Es cierto que algunos masones desempeñaron roles relevantes durante la Revolución, pero su actuación no fue coordinada ni obedeció a una estrategia corporativa. La mayoría de los líderes revolucionarios —Robespierre, Danton, Marat, Saint-Just— no eran masones, y los que sí lo eran no actuaron como tales en el ejercicio del poder. El Club de los Jacobinos, principal impulsor de la radicalización política, era una asociación abierta, registrada y sujeta a escrutinio público, muy distinta de una logia masónica. Asimismo, la Constitución de 1791 y la Declaración de los Derechos del Hombre y del Ciudadano reflejan principios compartidos por muchos ilustrados, masónicos o no, sin contener vestigios específicos de simbolismo masónico.
La idea de una Revolución francesa “masónica” también ignora las profundas divisiones internas dentro de la propia masonería. Mientras algunos hermanos abrazaron el republicanismo, otros se exiliaron con el rey o se opusieron abiertamente a la abolición de la monarquía. La logia Saint-Jean d’Écosse de Marseille, por ejemplo, rechazó en 1790 la propuesta de abolir los títulos nobiliarios dentro de su seno, mostrando una postura conservadora incompatible con el radicalismo revolucionario. Esta pluralidad desmiente la noción de una masonería monolítica y revolucionaria.
En suma, la atribución de la Revolución francesa a una conspiración masónica constituye un mito funcional: útil para la propaganda reaccionaria, para la construcción de identidades antiliberales y, en tiempos recientes, para alimentar narrativas conspirativas que buscan explicar transformaciones sociales abruptas mediante la figura del enemigo oculto. Pero la evidencia histórica no respalda dicha hipótesis. La masonería fue un actor cultural importante en la Francia pre-revolucionaria, sí, pero no un actor político decisivo en la Revolución misma. Su influencia fue indirecta, mediada por la difusión de valores como la razón, la tolerancia y la fraternidad —valores compartidos por numerosos no masones—, no por la ejecución de un plan secreto.

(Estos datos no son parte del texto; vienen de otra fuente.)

//! Directory group to application role mapping.
//!
//! The mapping is keyed by group DN. Keys are compared in normalized form, so
//! the case and spacing of a configured key does not have to match what the
//! server returns in the group attribute. The keys as written are kept for
//! display.

use std::collections::HashMap;
use std::fmt;

use serde::de::{MapAccess, Visitor};
use serde::ser::SerializeMap;
use serde::{Deserialize, Deserializer, Serialize, Serializer};
use tracing::debug;

use crate::config::{RegistrationConfig, RolesConfig};
use crate::dn::DistinguishedName;
use crate::errors::RoleMappingError;

/// One configured group and the roles it grants.
#[derive(Debug, Clone, PartialEq, Eq)]
pub struct GroupRoles {
    key: String,
    group: DistinguishedName,
    roles: Vec<String>,
}

impl GroupRoles {
    /// The key exactly as configured.
    pub fn key(&self) -> &str {
        &self.key
    }

    pub fn group(&self) -> &DistinguishedName {
        &self.group
    }

    pub fn roles(&self) -> &[String] {
        &self.roles
    }
}

/// Immutable table of group DN to role names, in configuration order.
#[derive(Debug, Clone, Default, PartialEq, Eq)]
pub struct RoleMapping {
    entries: Vec<GroupRoles>,
    index: HashMap<String, usize>,
}

impl RoleMapping {
    /// Build a mapping from `(group DN, roles)` pairs.
    ///
    /// Fails on a key that is not a DN, on two keys naming the same group,
    /// and on an empty (or blank) role name.
    pub fn from_entries<I, K, R, S>(entries: I) -> Result<Self, RoleMappingError>
    where
        I: IntoIterator<Item = (K, R)>,
        K: Into<String>,
        R: IntoIterator<Item = S>,
        S: Into<String>,
    {
        let mut mapping = Self::default();
        for (key, roles) in entries {
            mapping.push(key.into(), roles.into_iter().map(Into::into).collect())?;
        }
        Ok(mapping)
    }

    fn push(&mut self, key: String, roles: Vec<String>) -> Result<(), RoleMappingError> {
        let group = DistinguishedName::parse(&key).map_err(|source| {
            RoleMappingError::InvalidGroupDn {
                key: key.clone(),
                source,
            }
        })?;

        if roles.iter().any(|r| r.trim().is_empty()) {
            return Err(RoleMappingError::EmptyRoleName(key));
        }

        let normalized = group.normalized().to_string();
        if let Some(&existing) = self.index.get(&normalized) {
            return Err(RoleMappingError::DuplicateGroup {
                first: self.entries[existing].key.clone(),
                second: key,
            });
        }

        let mut unique: Vec<String> = Vec::with_capacity(roles.len());
        for role in roles {
            let role = role.trim().to_string();
            if !unique.contains(&role) {
                unique.push(role);
            }
        }

        self.index.insert(normalized, self.entries.len());
        self.entries.push(GroupRoles {
            key,
            group,
            roles: unique,
        });
        Ok(())
    }

    pub fn is_empty(&self) -> bool {
        self.entries.is_empty()
    }

    pub fn len(&self) -> usize {
        self.entries.len()
    }

    /// Entries in configuration order.
    pub fn iter(&self) -> impl Iterator<Item = &GroupRoles> {
        self.entries.iter()
    }

    /// Roles granted to `group`, if the group is mapped.
    pub fn get(&self, group: &DistinguishedName) -> Option<&[String]> {
        self.index
            .get(group.normalized())
            .map(|&i| self.entries[i].roles.as_slice())
    }

    /// Every distinct role name the mapping can grant, in first-seen order.
    pub fn role_names(&self) -> Vec<&str> {
        let mut names: Vec<&str> = Vec::new();
        for role in self.entries.iter().flat_map(|e| e.roles.iter()) {
            if !names.contains(&role.as_str()) {
                names.push(role);
            }
        }
        names
    }

    /// Union of the roles of every mapped group in `groups`.
    ///
    /// Values that are not DNs, or are DNs the mapping does not mention, grant
    /// nothing. Roles come back deduplicated in mapping order.
    pub fn roles_for_groups<I, S>(&self, groups: I) -> Vec<String>
    where
        I: IntoIterator<Item = S>,
        S: AsRef<str>,
    {
        let mut hits = vec![false; self.entries.len()];
        for group in groups {
            let raw = group.as_ref();
            match DistinguishedName::parse(raw) {
                Ok(dn) => match self.index.get(dn.normalized()) {
                    Some(&i) => hits[i] = true,
                    None => debug!(group = raw, "group has no role mapping"),
                },
                Err(e) => debug!(group = raw, error = %e, "ignoring unparsable group value"),
            }
        }

        let mut roles: Vec<String> = Vec::new();
        for (entry, _) in self.entries.iter().zip(&hits).filter(|(_, hit)| **hit) {
            for role in &entry.roles {
                if !roles.contains(role) {
                    roles.push(role.clone());
                }
            }
        }
        roles
    }
}

impl Serialize for RoleMapping {
    fn serialize<S: Serializer>(&self, serializer: S) -> Result<S::Ok, S::Error> {
        let mut map = serializer.serialize_map(Some(self.entries.len()))?;
        for entry in &self.entries {
            map.serialize_entry(&entry.key, &entry.roles)?;
        }
        map.end()
    }
}

impl<'de> Deserialize<'de> for RoleMapping {
    fn deserialize<D: Deserializer<'de>>(deserializer: D) -> Result<Self, D::Error> {
        struct MappingVisitor;

        impl<'de> Visitor<'de> for MappingVisitor {
            type Value = RoleMapping;

            fn expecting(&self, f: &mut fmt::Formatter) -> fmt::Result {
                f.write_str("a table of group DN to a list of role names")
            }

            fn visit_map<A: MapAccess<'de>>(self, mut access: A) -> Result<RoleMapping, A::Error> {
                let mut mapping = RoleMapping::default();
                while let Some((key, roles)) = access.next_entry::<String, Vec<String>>()? {
                    mapping.push(key, roles).map_err(serde::de::Error::custom)?;
                }
                Ok(mapping)
            }
        }

        deserializer.deserialize_map(MappingVisitor)
    }
}

// ---------------------------------------------------------------------------
// Role calculation
// ---------------------------------------------------------------------------

impl RolesConfig {
    /// Roles for a user in `groups`.
    ///
    /// Mapped roles win. When no group matched, the registration default role
    /// is used so a newly registered user still gets something.
    pub fn calculate_roles<I, S>(&self, groups: I, registration: &RegistrationConfig) -> Vec<String>
    where
        I: IntoIterator<Item = S>,
        S: AsRef<str>,
    {
        let mapped = self.mapping.roles_for_groups(groups);
        if !mapped.is_empty() {
            return mapped;
        }
        let fallback = registration.default_role.trim();
        if fallback.is_empty() {
            Vec::new()
        } else {
            debug!(role = fallback, "no mapped group, using default role");
            vec![fallback.to_string()]
        }
    }
}

#[cfg(test)]
mod tests {
    use super::*;

    const ADMINS: &str = "cn=airflow-admins,ou=groups,dc=example,dc=org";
    const USERS: &str = "cn=airflow-users,ou=groups,dc=example,dc=org";
    const VIEWERS: &str = "cn=airflow-viewers,ou=groups,dc=example,dc=org";

    fn mapping() -> RoleMapping {
        RoleMapping::from_entries([
            (ADMINS, vec!["Admin"]),
            (USERS, vec!["User"]),
            (VIEWERS, vec!["Viewer"]),
        ])
        .unwrap()
    }

    #[test]
    fn test_roles_for_groups() {
        let m = mapping();
        assert_eq!(m.len(), 3);
        assert_eq!(m.roles_for_groups([USERS]), vec!["User"]);
        assert_eq!(m.roles_for_groups([VIEWERS, ADMINS]), vec!["Admin", "Viewer"]);
        assert!(m.roles_for_groups(["cn=other,dc=example,dc=org"]).is_empty());
        assert!(m.roles_for_groups(["not a dn"]).is_empty());
        assert!(m.roles_for_groups(Vec::<String>::new()).is_empty());
    }

    #[test]
    fn test_lookup_is_normalized() {
        let m = mapping();
        let roles = m.roles_for_groups(["CN=Airflow-Admins, OU=Groups, DC=Example, DC=Org"]);
        assert_eq!(roles, vec!["Admin"]);
    }

    #[test]
    fn test_roles_deduplicated() {
        let m = RoleMapping::from_entries([
            ("cn=a,dc=example", vec!["User", "Op"]),
            ("cn=b,dc=example", vec!["Op", "User", "Op"]),
        ])
        .unwrap();
        assert_eq!(
            m.roles_for_groups(["cn=b,dc=example", "cn=a,dc=example"]),
            vec!["User", "Op"]
        );
        assert_eq!(m.role_names(), vec!["User", "Op"]);
    }

    #[test]
    fn test_rejects_invalid_key() {
        let err = RoleMapping::from_entries([("airflow-admins", vec!["Admin"])]).unwrap_err();
        assert!(matches!(err, RoleMappingError::InvalidGroupDn { ref key, .. } if key == "airflow-admins"));
    }

    #[test]
    fn test_rejects_duplicate_group() {
        let err = RoleMapping::from_entries([
            ("cn=admins,dc=example", vec!["Admin"]),
            ("CN=Admins, DC=example", vec!["Op"]),
        ])
        .unwrap_err();
        assert!(matches!(err, RoleMappingError::DuplicateGroup { .. }));
    }

    #[test]
    fn test_rejects_empty_role() {
        let err = RoleMapping::from_entries([("cn=admins,dc=example", vec!["Admin", "  "])])
            .unwrap_err();
        assert!(matches!(err, RoleMappingError::EmptyRoleName(_)));
    }

    #[test]
    fn test_deserialize_keeps_order_and_keys() {
        #[derive(Deserialize)]
        struct Wrapper {
            mapping: RoleMapping,
        }
        let w: Wrapper = toml::from_str(
            r#"
[mapping]
"cn=zeta,dc=example" = ["Z"]
"CN=Alpha,DC=example" = ["A"]
"#,
        )
        .unwrap();
        let keys: Vec<&str> = w.mapping.iter().map(GroupRoles::key).collect();
        assert_eq!(keys, vec!["cn=zeta,dc=example", "CN=Alpha,DC=example"]);

        let json = serde_json::to_string(&w.mapping).unwrap();
        assert_eq!(json, r#"{"cn=zeta,dc=example":["Z"],"CN=Alpha,DC=example":["A"]}"#);
    }

    #[test]
    fn test_deserialize_reports_bad_key() {
        #[derive(Debug, Deserialize)]
        struct Wrapper {
            #[allow(dead_code)]
            mapping: RoleMapping,
        }
        let err = toml::from_str::<Wrapper>("[mapping]\n\"admins\" = [\"Admin\"]\n").unwrap_err();
        assert!(err.to_string().contains("admins"));
    }

    #[test]
    fn test_calculate_roles_fallback() {
        let roles = RolesConfig {
            mapping: mapping(),
            ..Default::default()
        };
        let registration = RegistrationConfig {
            enabled: true,
            default_role: "Viewer".into(),
        };

        assert_eq!(roles.calculate_roles([ADMINS], &registration), vec!["Admin"]);
        assert_eq!(
            roles.calculate_roles(["cn=nobody,dc=example,dc=org"], &registration),
            vec!["Viewer"]
        );

        let no_default = RegistrationConfig {
            enabled: true,
            default_role: String::new(),
        };
        assert!(roles
            .calculate_roles(Vec::<&str>::new(), &no_default)
            .is_empty());
    }
}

La conclusión más rigurosa, apoyada por décadas de investigación archivística y análisis comparativo, es que la Revolución francesa fue un acontecimiento profundamente democrático en sus orígenes, en el sentido de que emergió de tensiones sociales amplias y movilizaciones populares impredecibles. Reducirla a una maniobra de logias es no solo históricamente inexacto, sino también conceptualmente empobrecedor, pues oculta la agencia de miles de campesinos, artesanos y ciudadanos anónimos que transformaron el curso de la historia francesa y europea. La leyenda negra de los masones persiste, pero su solidez se desvanece ante el examen crítico de los hechos.
Referencias
Combes, A. (1989). Franc-Maçonnerie et Révolution au XVIIIe siècle. Éditions Dervy.
Jacob, M. C. (1981). The Radical Enlightenment: Pantheists, Freemasons and Republicans. Allen & Unwin.
Porset, C. (1996). Les Francs-Maçons et la Révolution française. Éditions L’Harmattan.
Barruel, A. (1797). Mémoires pour servir à l’histoire du Jacobinisme (Tomo I–IV). Imprimerie de F. Levrault.
Lefebvre, G. (1951). La Révolution française. Presses Universitaires de France.